Основная наша работа, если можно так ее назвать за неимением лучшего слова, касалась в то время отношений с французами. В течение некоторого времени к пятой секции был прикреплен деголлевский контрразведчик с весьма неопределенными функциями. К нему прикомандировали самую хорошенькую секретаршу на том основании, что она говорила по-французски, а в остальном держали его на почтительном расстоянии. Трудно сказать, что заставляло Каугилла сохранять сдержанность по отношению к Пасси, возглавлявшему деголлевскую разведывательную организацию — Центральное бюро информации и действий. Зато, когда резко изменилась политическая ситуация и недавние враги Дарлан и Жиро стали друзьями, Каугилл с распростертыми объятиями встретил вишистского контрразведчика майора Пайоля. Майор на самом деле оказался очень приятным человеком, и его враждебное отношение к странам оси не вызывало сомнений. И все же я никак не мог понять, какую пользу интересам разведки приносило взятое Каугиллом обязательство защищать Пайоля от всех и вся. Возможно, Каугилл просто не мог относиться к нему иначе. Что из всего этого в конце концов получилось, я не знаю. Прежде чем этот вопрос разрешился, если он вообще разрешился, я ушел с головой в проблемы итальянской кампании.
Расширение Каугиллом в 1942–1943 годах круга моих обязанностей — сначала передачей мне Северной Африки, а затем и Италии — наводило на мысль, что я начинаю делать карьеру в секретной службе. Это подтвердилось вскоре после нашего переезда в Лондон. До этого в редкие периоды своего отсутствия — по случаю отпуска или по делам службы — Каугилл оставлял за себя своего заместителя Фергюсона. Фергюсон тоже пришел в секцию из индийской полиции и запомнился мне главным образом своей болезненной нерешительностью.

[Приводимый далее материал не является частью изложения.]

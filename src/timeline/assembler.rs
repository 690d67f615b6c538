//! Timeline assembly: locate → check clean → enumerate → blame+compose per
//! revision.
//!
//! The per-revision step runs on a bounded rayon pool. Each worker opens its
//! own handle on the repository root (libgit2 handles are not `Sync`), and
//! results are collected by revision index so the output order never depends
//! on which worker finishes first. Any failure fails the whole timeline.

use rayon::prelude::*;
use rayon::ThreadPool;
use std::path::Path;
use std::sync::Arc;
use std::time::Instant;
use tokio_util::sync::CancellationToken;

use crate::error::{AppError, Result};
use crate::git::GitRepository;
use crate::models::{Revision, Snapshot, Timeline};
use crate::timeline::composer::compose_snapshot;
use crate::timeline::highlight::Highlighter;

#[derive(Debug, Clone)]
pub struct TimelineOptions {
    /// Worker threads for per-revision blame and highlighting
    pub jobs: usize,
}

impl Default for TimelineOptions {
    fn default() -> Self {
        Self {
            jobs: std::thread::available_parallelism()
                .map(|n| n.get())
                .unwrap_or(1),
        }
    }
}

/// Builds timelines on one shared worker pool, so concurrent callers never
/// run more than `jobs` blame workers in total.
pub struct TimelineAssembler {
    pool: ThreadPool,
    highlighter: Arc<dyn Highlighter>,
}

impl TimelineAssembler {
    pub fn new(options: TimelineOptions, highlighter: Arc<dyn Highlighter>) -> Result<Self> {
        let pool = rayon::ThreadPoolBuilder::new()
            .num_threads(options.jobs.max(1))
            .thread_name(|i| format!("timeline-{}", i))
            .build()
            .map_err(|e| AppError::Internal(format!("Failed to start worker pool: {}", e)))?;

        Ok(Self { pool, highlighter })
    }

    /// Build the timeline for `file`, an already-resolved path inside a
    /// working tree.
    pub fn assemble(&self, file: &Path) -> Result<Timeline> {
        self.assemble_with_cancel(file, &CancellationToken::new())
    }

    pub fn assemble_with_cancel(&self, file: &Path, cancel: &CancellationToken) -> Result<Timeline> {
        let repo = GitRepository::discover(file)?;
        tracing::info!("Repository root: {}", repo.root.display());

        repo.require_clean()?;

        let path = repo.relative_path(file)?;
        let branch = repo.head_branch();
        let revisions = repo.revisions_for_path(&path)?;
        tracing::info!("Building timeline for {}: {} revisions", path, revisions.len());

        let start = Instant::now();
        let snapshots = self.compose_snapshots(&repo.root, &path, &revisions, cancel)?;
        tracing::info!(
            "Timeline built: {} snapshots in {:?}",
            snapshots.len(),
            start.elapsed()
        );

        Ok(Timeline {
            repository_root: repo.root.display().to_string(),
            path,
            branch,
            snapshots,
        })
    }

    fn compose_snapshots(
        &self,
        root: &Path,
        path: &str,
        revisions: &[Revision],
        cancel: &CancellationToken,
    ) -> Result<Vec<Snapshot>> {
        let highlighter = self.highlighter.as_ref();

        self.pool.install(|| {
            revisions
                .par_iter()
                .map_init(
                    || GitRepository::open(root),
                    |repo, revision| {
                        if cancel.is_cancelled() {
                            return Err(AppError::Cancelled);
                        }

                        let repo = match repo {
                            Ok(repo) => repo,
                            Err(e) => {
                                return Err(AppError::Internal(format!(
                                    "Failed to open repository in worker: {}",
                                    e
                                )));
                            }
                        };

                        tracing::debug!("Blaming {} at {}", path, revision.short_id());
                        let blamelets = repo.blame_at(path, revision)?;
                        Ok(compose_snapshot(&blamelets, revision, path, highlighter))
                    },
                )
                .collect::<Result<Vec<Snapshot>>>()
        })
    }
}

Однажды Каугиллу предстояло нанести официальный визит в Соединенные Штаты, где он предполагал пробыть две-три недели. Накануне отъезда Каугилл ознакомил всех сотрудников пятой секции с приказом, который гласил, что в его отсутствие Фергюсон будет выполнять обязанности заместителя по административным вопросам, а я в таком же качестве буду ведать всеми разведывательными делами. Так мне впервые официально дали понять, что я стою на ступеньке к повышению. Бедный Каугилл!